The standard abrin solution (100 μg mL⁻¹) was serially diluted 10-fold with PB to concentrations of 0.1–1000 ng mL⁻¹. Each dilution (100 μL) was tested three times with the assay, as described above. The blank control (PB) was also tested to determine the cut-off threshold (mean + 3SD of the T/C values) of the assay. Abrin samples with a T/C value higher than the cut-off value were considered positive and vice versa. The lowest abrin concentration that could be positively detected was defined as the detection sensitivity of the assay. A standard quantification curve was plotted, with the logarithm of T/C – the cut-off on the x-axis and the logarithm of the abrin concentration on the y-axis. The correlation coefficient (r) was calculated to evaluate the linearity of the quantification curve. The CVs for the repeated measurements were determined to evaluate the precision of abrin quantitation with the assay.
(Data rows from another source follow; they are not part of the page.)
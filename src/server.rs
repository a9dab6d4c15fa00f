//! The LSP adapter: a thin shell over the [`ContextManager`] that owns the
//! open-document store, wires standard `textDocument/*` requests to the
//! context that owns each buffer, and exposes the `kconfig/*` extension
//! methods.

use std::collections::HashMap;

use dashmap::DashMap;
use serde::{Deserialize, Serialize};
use tokio::sync::Mutex;
use tower_lsp::jsonrpc::{Error as RpcError, ErrorCode, Result as RpcResult};
use tower_lsp::lsp_types::*;
use tower_lsp::{Client, LanguageServer};

use crate::context::{CoreError, ContextManager, MenuDescriptor, SymbolItem};
use crate::env::{Env, EnvValue};
use crate::graph::FileSource;
use crate::{completion, definition, hover};

/// Reads an open buffer first, falling back to disk for files the client
/// hasn't opened (e.g. `source`d Kconfig fragments, unopened `.conf` files).
struct DocStoreSource<'a> {
    documents: &'a DashMap<Url, String>,
}

impl FileSource for DocStoreSource<'_> {
    fn read(&self, path: &str) -> std::io::Result<String> {
        let uri = crate::context::path_to_uri(path);
        if let Some(text) = self.documents.get(&uri) {
            return Ok(text.clone());
        }
        std::fs::read_to_string(path)
    }

    fn is_dir(&self, path: &str) -> bool {
        std::path::Path::new(path).is_dir()
    }
}

pub struct Backend {
    client: Client,
    documents: DashMap<Url, String>,
    manager: Mutex<ContextManager>,
}

impl Backend {
    pub fn new(client: Client) -> Self {
        Self {
            client,
            documents: DashMap::new(),
            manager: Mutex::new(ContextManager::new()),
        }
    }

    fn source(&self) -> DocStoreSource<'_> {
        DocStoreSource { documents: &self.documents }
    }

    /// Publish diagnostics for every `.conf` file (and the command-line
    /// bucket) belonging to `ctx_id`.
    async fn publish_diagnostics_for(&self, ctx_id: u32) {
        let diags = {
            let mgr = self.manager.lock().await;
            mgr.all_diagnostics(ctx_id)
        };
        for (uri, diags) in diags {
            self.client.publish_diagnostics(uri, diags, None).await;
        }
    }

    /// A document edit: re-apply the owning context's `.conf` stack if the
    /// edited URI is one of its config files, or reparse the Kconfig tree if
    /// it's the context's root, each following a different reload path.
    async fn handle_edit(&self, uri: &Url) {
        let ctx_id = {
            let mgr = self.manager.lock().await;
            mgr.context_for_document(uri)
        };
        let Some(ctx_id) = ctx_id else { return };

        let is_root = {
            let mgr = self.manager.lock().await;
            mgr.get(ctx_id)
                .map(|ctx| &crate::context::path_to_uri(&ctx.root) == uri)
                .unwrap_or(false)
        };

        let result = {
            let mut mgr = self.manager.lock().await;
            let source = self.source();
            if is_root {
                mgr.reparse(ctx_id, &source)
            } else {
                mgr.load_config(ctx_id, &source)
            }
        };
        if let Err(e) = result {
            log::warn!("reload of context {} failed: {}", ctx_id, e);
        }
        self.publish_diagnostics_for(ctx_id).await;
    }
}

#[tower_lsp::async_trait]
impl LanguageServer for Backend {
    async fn initialize(&self, _params: InitializeParams) -> RpcResult<InitializeResult> {
        Ok(InitializeResult {
            capabilities: ServerCapabilities {
                text_document_sync: Some(TextDocumentSyncCapability::Kind(TextDocumentSyncKind::FULL)),
                hover_provider: Some(HoverProviderCapability::Simple(true)),
                definition_provider: Some(OneOf::Left(true)),
                completion_provider: Some(CompletionOptions {
                    trigger_characters: Some(vec![" ".into(), "\t".into()]),
                    ..Default::default()
                }),
                code_action_provider: Some(CodeActionProviderCapability::Simple(true)),
                ..Default::default()
            },
            ..Default::default()
        })
    }

    async fn initialized(&self, _params: InitializedParams) {
        log::info!("kconfig-lsp initialized");
    }

    async fn shutdown(&self) -> RpcResult<()> {
        Ok(())
    }

    async fn did_open(&self, params: DidOpenTextDocumentParams) {
        let uri = params.text_document.uri;
        self.documents.insert(uri.clone(), params.text_document.text);
        self.handle_edit(&uri).await;
    }

    async fn did_change(&self, params: DidChangeTextDocumentParams) {
        let uri = params.text_document.uri;
        if let Some(change) = params.content_changes.into_iter().last() {
            self.documents.insert(uri.clone(), change.text);
            self.handle_edit(&uri).await;
        }
    }

    async fn did_close(&self, params: DidCloseTextDocumentParams) {
        self.documents.remove(&params.text_document.uri);
    }

    async fn hover(&self, params: HoverParams) -> RpcResult<Option<Hover>> {
        let uri = &params.text_document_position_params.text_document.uri;
        let pos = params.text_document_position_params.position;
        let Some(text) = self.documents.get(uri).map(|t| t.clone()) else {
            return Ok(None);
        };
        let mgr = self.manager.lock().await;
        let Some(ctx_id) = mgr.context_for_document(uri) else {
            return Ok(None);
        };
        let Some(ctx) = mgr.get(ctx_id) else {
            return Ok(None);
        };
        Ok(hover::hover(ctx, &text, pos))
    }

    async fn goto_definition(&self, params: GotoDefinitionParams) -> RpcResult<Option<GotoDefinitionResponse>> {
        let uri = &params.text_document_position_params.text_document.uri;
        let pos = params.text_document_position_params.position;
        let Some(text) = self.documents.get(uri).map(|t| t.clone()) else {
            return Ok(None);
        };
        let mgr = self.manager.lock().await;
        let Some(ctx_id) = mgr.context_for_document(uri) else {
            return Ok(None);
        };
        let Some(ctx) = mgr.get(ctx_id) else {
            return Ok(None);
        };
        Ok(definition::goto_definition(ctx, &text, pos))
    }

    async fn completion(&self, params: CompletionParams) -> RpcResult<Option<CompletionResponse>> {
        let uri = &params.text_document_position.text_document.uri;
        let pos = params.text_document_position.position;
        let Some(text) = self.documents.get(uri).map(|t| t.clone()) else {
            return Ok(None);
        };
        let mgr = self.manager.lock().await;
        let Some(ctx_id) = mgr.context_for_document(uri) else {
            return Ok(None);
        };
        let Some(ctx) = mgr.get(ctx_id) else {
            return Ok(None);
        };
        Ok(completion::complete(ctx, &text, pos))
    }

    async fn code_action(&self, params: CodeActionParams) -> RpcResult<Option<CodeActionResponse>> {
        let uri = &params.text_document.uri;
        let range = params.range;
        let mgr = self.manager.lock().await;
        let Some(ctx_id) = mgr.context_for_document(uri) else {
            return Ok(None);
        };
        let actions = mgr.code_actions(ctx_id, uri, range);
        if actions.is_empty() {
            Ok(None)
        } else {
            Ok(Some(actions.into_iter().map(CodeActionOrCommand::CodeAction).collect()))
        }
    }
}

fn core_error_to_rpc(e: CoreError) -> RpcError {
    let code = match e {
        CoreError::UnknownNode(_) => 1,
        CoreError::Desync => 2,
        CoreError::ParsingFailed { .. } => 3,
    };
    RpcError {
        code: ErrorCode::ServerError(code),
        message: e.to_string().into(),
        data: None,
    }
}

#[derive(Debug, Deserialize)]
#[serde(rename_all = "camelCase")]
pub struct AddBuildParams {
    pub root: String,
    #[serde(default)]
    pub conf: Vec<String>,
    #[serde(default)]
    pub env: HashMap<String, String>,
}

#[derive(Debug, Serialize)]
pub struct AddBuildResult {
    pub id: u32,
}

#[derive(Debug, Deserialize)]
pub struct SearchParams {
    pub ctx: u32,
    pub query: String,
}

#[derive(Debug, Serialize)]
pub struct SearchResult {
    pub ctx: u32,
    pub query: String,
    pub symbols: Vec<SymbolItem>,
}

#[derive(Debug, Deserialize)]
pub struct SetMenuParams {
    pub ctx: u32,
    pub id: String,
}

#[derive(Debug, Deserialize)]
pub struct SetValParams {
    pub ctx: u32,
    pub name: String,
    pub val: Option<String>,
}

impl Backend {
    /// `kconfig/addBuild`: parse a Kconfig tree and layer its `.conf`
    /// stack, publishing initial diagnostics for every file.
    pub async fn add_build(&self, params: AddBuildParams) -> RpcResult<AddBuildResult> {
        let mut env = Env::new();
        for (name, raw) in params.env {
            env.insert(name, EnvValue::from_raw(&raw));
        }
        let id = {
            let mut mgr = self.manager.lock().await;
            let source = self.source();
            mgr.add_build(params.root, params.conf, env, &source).map_err(core_error_to_rpc)?
        };
        self.publish_diagnostics_for(id).await;
        Ok(AddBuildResult { id })
    }

    /// `kconfig/search`: every symbol whose name starts with `query`
    /// (case-insensitive), with its current visibility and value.
    pub async fn search(&self, params: SearchParams) -> RpcResult<SearchResult> {
        let mgr = self.manager.lock().await;
        let symbols = mgr.symbol_search(params.ctx, &params.query);
        Ok(SearchResult {
            ctx: params.ctx,
            query: params.query,
            symbols,
        })
    }

    /// `kconfig/setMenu`: focus a menu by stable id (empty string = top)
    /// and describe its contents.
    pub async fn set_menu(&self, params: SetMenuParams) -> RpcResult<MenuDescriptor> {
        let mut mgr = self.manager.lock().await;
        mgr.touch_mru(params.ctx);
        mgr.set_menu(params.ctx, &params.id).map_err(core_error_to_rpc)
    }

    /// `kconfig/setVal`: set or unset a user value in memory, then
    /// republish diagnostics for the owning context's files.
    pub async fn set_val(&self, params: SetValParams) -> RpcResult<()> {
        {
            let mut mgr = self.manager.lock().await;
            mgr.set_val(params.ctx, &params.name, params.val).map_err(core_error_to_rpc)?;
        }
        self.publish_diagnostics_for(params.ctx).await;
        Ok(())
    }
}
Evaluating the detection specificity of the assay

Various toxins were used to test the specificity of the assay: ricin, AFB1, AFM1, OTA, BTX, Stx1, Stx2, and SEB. Each toxin was diluted with PB to concentrations of 100–1000 ng mL⁻¹, and then tested with the abrin-UPT-LFA as described above.

Detection of abrin-spiked food samples

Different kinds of food samples, including solid samples (cookie, soybean, sausage, and cashews), powdered samples (milk powder, flour, white sugar, and MSG), and beverage samples (soft drink, juice, beer, and water), were obtained from local supermarkets. The samples were first homogenized; and a specific weight or volume of sample was added to 5 mL of PB (as shown in Fig. 5). Each sample matrix was then spiked with the standard abrin solution at a final concentration of 0.1 or 0.3 ng mL⁻¹. After the mixture was thoroughly mixed and allowed to stand, 100 μL of the supernatant was introduced onto the strip and tested three times, as described above. Standard abrin solutions with no food matrix were used as the controls.